--- What you will do ---
Where a line below holds the string "insertion", that line goes into the answer.

--- Record excerpts ---
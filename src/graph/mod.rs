//! Immutable graph snapshots.
//!
//! A [`GraphSnapshot`] is the in-memory view of the property graph that one
//! analysis run operates on. It is pulled from the storage collaborator once,
//! validated, versioned by content hash, and never mutated afterwards; a new
//! run builds a new snapshot.

use std::collections::HashMap;
use std::sync::Arc;

use indexmap::IndexMap;
use sha2::{Digest, Sha256};

use crate::core::{Edge, EdgeId, GraphRagError, GraphVersion, Node, NodeId, Result};
use crate::storage::GraphStorage;

/// Immutable, validated view of the graph at one point in time.
#[derive(Debug, Clone)]
pub struct GraphSnapshot {
    version: GraphVersion,
    nodes: IndexMap<NodeId, Node>,
    edges: IndexMap<EdgeId, Edge>,
    /// Undirected adjacency: node -> neighbors (community structure ignores
    /// edge direction, matching how the partition algorithms treat the graph).
    adjacency: HashMap<NodeId, Vec<NodeId>>,
}

impl GraphSnapshot {
    /// Builds a snapshot from explicit node and edge lists.
    ///
    /// Fails with a storage error when an edge references a node that is not
    /// in the node set, or when a node or edge id occurs twice.
    pub fn build(nodes: Vec<Node>, edges: Vec<Edge>) -> Result<Self> {
        let mut node_map = IndexMap::with_capacity(nodes.len());
        for node in nodes {
            if node_map.insert(node.id.clone(), node).is_some() {
                return Err(GraphRagError::Storage {
                    message: "duplicate node id in snapshot".to_string(),
                });
            }
        }

        let mut edge_map = IndexMap::with_capacity(edges.len());
        let mut adjacency: HashMap<NodeId, Vec<NodeId>> = HashMap::new();
        for edge in edges {
            if !node_map.contains_key(&edge.source_id) || !node_map.contains_key(&edge.target_id) {
                return Err(GraphRagError::Storage {
                    message: format!(
                        "edge {} references missing endpoint ({} -> {})",
                        edge.id, edge.source_id, edge.target_id
                    ),
                });
            }
            adjacency
                .entry(edge.source_id.clone())
                .or_default()
                .push(edge.target_id.clone());
            if edge.source_id != edge.target_id {
                adjacency
                    .entry(edge.target_id.clone())
                    .or_default()
                    .push(edge.source_id.clone());
            }
            if edge_map.insert(edge.id.clone(), edge).is_some() {
                return Err(GraphRagError::Storage {
                    message: "duplicate edge id in snapshot".to_string(),
                });
            }
        }

        let version = content_version(&node_map, &edge_map);
        Ok(Self {
            version,
            nodes: node_map,
            edges: edge_map,
            adjacency,
        })
    }

    /// Pulls the current graph from the storage collaborator.
    pub async fn from_storage(storage: &dyn GraphStorage) -> Result<Arc<Self>> {
        let nodes = storage.get_nodes().await?;
        let edges = storage.get_edges().await?;
        let snapshot = Self::build(nodes, edges)?;
        tracing::info!(
            version = %snapshot.version,
            nodes = snapshot.node_count(),
            edges = snapshot.edge_count(),
            "graph snapshot built"
        );
        Ok(Arc::new(snapshot))
    }

    /// The snapshot's content-hash version.
    pub fn version(&self) -> &GraphVersion {
        &self.version
    }

    /// Number of nodes.
    pub fn node_count(&self) -> usize {
        self.nodes.len()
    }

    /// Number of edges.
    pub fn edge_count(&self) -> usize {
        self.edges.len()
    }

    /// All nodes in insertion order.
    pub fn nodes(&self) -> impl Iterator<Item = &Node> {
        self.nodes.values()
    }

    /// All edges in insertion order.
    pub fn edges(&self) -> impl Iterator<Item = &Edge> {
        self.edges.values()
    }

    /// Looks up a node by id.
    pub fn node(&self, id: &NodeId) -> Option<&Node> {
        self.nodes.get(id)
    }

    /// All node ids in insertion order.
    pub fn node_ids(&self) -> impl Iterator<Item = &NodeId> {
        self.nodes.keys()
    }

    /// Undirected neighbors of a node. Empty for isolated nodes.
    pub fn neighbors(&self, id: &NodeId) -> &[NodeId] {
        self.adjacency.get(id).map(Vec::as_slice).unwrap_or(&[])
    }

    /// Undirected degree of a node, counting parallel edges.
    pub fn degree(&self, id: &NodeId) -> usize {
        self.neighbors(id).len()
    }

    /// Edges whose endpoints both lie in the given member set.
    pub fn edges_within<'a>(
        &'a self,
        members: &'a std::collections::BTreeSet<NodeId>,
    ) -> impl Iterator<Item = &'a Edge> {
        self.edges
            .values()
            .filter(move |e| members.contains(&e.source_id) && members.contains(&e.target_id))
    }
}

/// SHA-256 over the sorted node/edge identity of the snapshot.
///
/// Property values are deliberately excluded: community structure depends on
/// topology and labels only, so a property-only change must not invalidate
/// summaries.
fn content_version(
    nodes: &IndexMap<NodeId, Node>,
    edges: &IndexMap<EdgeId, Edge>,
) -> GraphVersion {
    let mut node_lines: Vec<String> = nodes
        .values()
        .map(|n| format!("n:{}:{}", n.id, n.node_type))
        .collect();
    node_lines.sort();

    let mut edge_lines: Vec<String> = edges
        .values()
        .map(|e| format!("e:{}:{}:{}:{}", e.id, e.source_id, e.target_id, e.edge_type))
        .collect();
    edge_lines.sort();

    let mut hasher = Sha256::new();
    for line in node_lines.iter().chain(edge_lines.iter()) {
        hasher.update(line.as_bytes());
        hasher.update(b"\n");
    }
    let digest = hasher.finalize();
    GraphVersion::new(format!("{digest:x}"))
}

#[cfg(test)]
mod tests {
    use super::*;
    use crate::core::{Edge, Node};

    fn sample() -> (Vec<Node>, Vec<Edge>) {
        let nodes = vec![
            Node::new("a", "Person"),
            Node::new("b", "Person"),
            Node::new("c", "Organization"),
        ];
        let edges = vec![
            Edge::new("e1", "a", "b", "KNOWS"),
            Edge::new("e2", "b", "c", "WORKS_FOR"),
        ];
        (nodes, edges)
    }

    #[test]
    fn builds_and_indexes_adjacency() {
        let (nodes, edges) = sample();
        let snapshot = GraphSnapshot::build(nodes, edges).unwrap();
        assert_eq!(snapshot.node_count(), 3);
        assert_eq!(snapshot.edge_count(), 2);
        assert_eq!(snapshot.degree(&NodeId::from("b")), 2);
        assert_eq!(snapshot.degree(&NodeId::from("a")), 1);
    }

    #[test]
    fn rejects_dangling_edge() {
        let nodes = vec![Node::new("a", "Person")];
        let edges = vec![Edge::new("e1", "a", "ghost", "KNOWS")];
        let err = GraphSnapshot::build(nodes, edges).unwrap_err();
        assert!(matches!(err, GraphRagError::Storage { .. }));
    }

    #[test]
    fn version_is_content_addressed() {
        let (nodes, edges) = sample();
        let first = GraphSnapshot::build(nodes.clone(), edges.clone()).unwrap();
        // Same content in a different insertion order hashes identically.
        let mut reordered = nodes;
        reordered.reverse();
        let second = GraphSnapshot::build(reordered, edges).unwrap();
        assert_eq!(first.version(), second.version());

        // Adding an edge changes the version.
        let (nodes, mut edges) = sample();
        edges.push(Edge::new("e3", "a", "c", "KNOWS"));
        let third = GraphSnapshot::build(nodes, edges).unwrap();
        assert_ne!(first.version(), third.version());
    }
}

--- Task solution ---
    /// All nodes in insertion order.
    /// All edges in insertion order.
    /// All node ids in insertion order.
        // Same content in a different insertion order hashes identically.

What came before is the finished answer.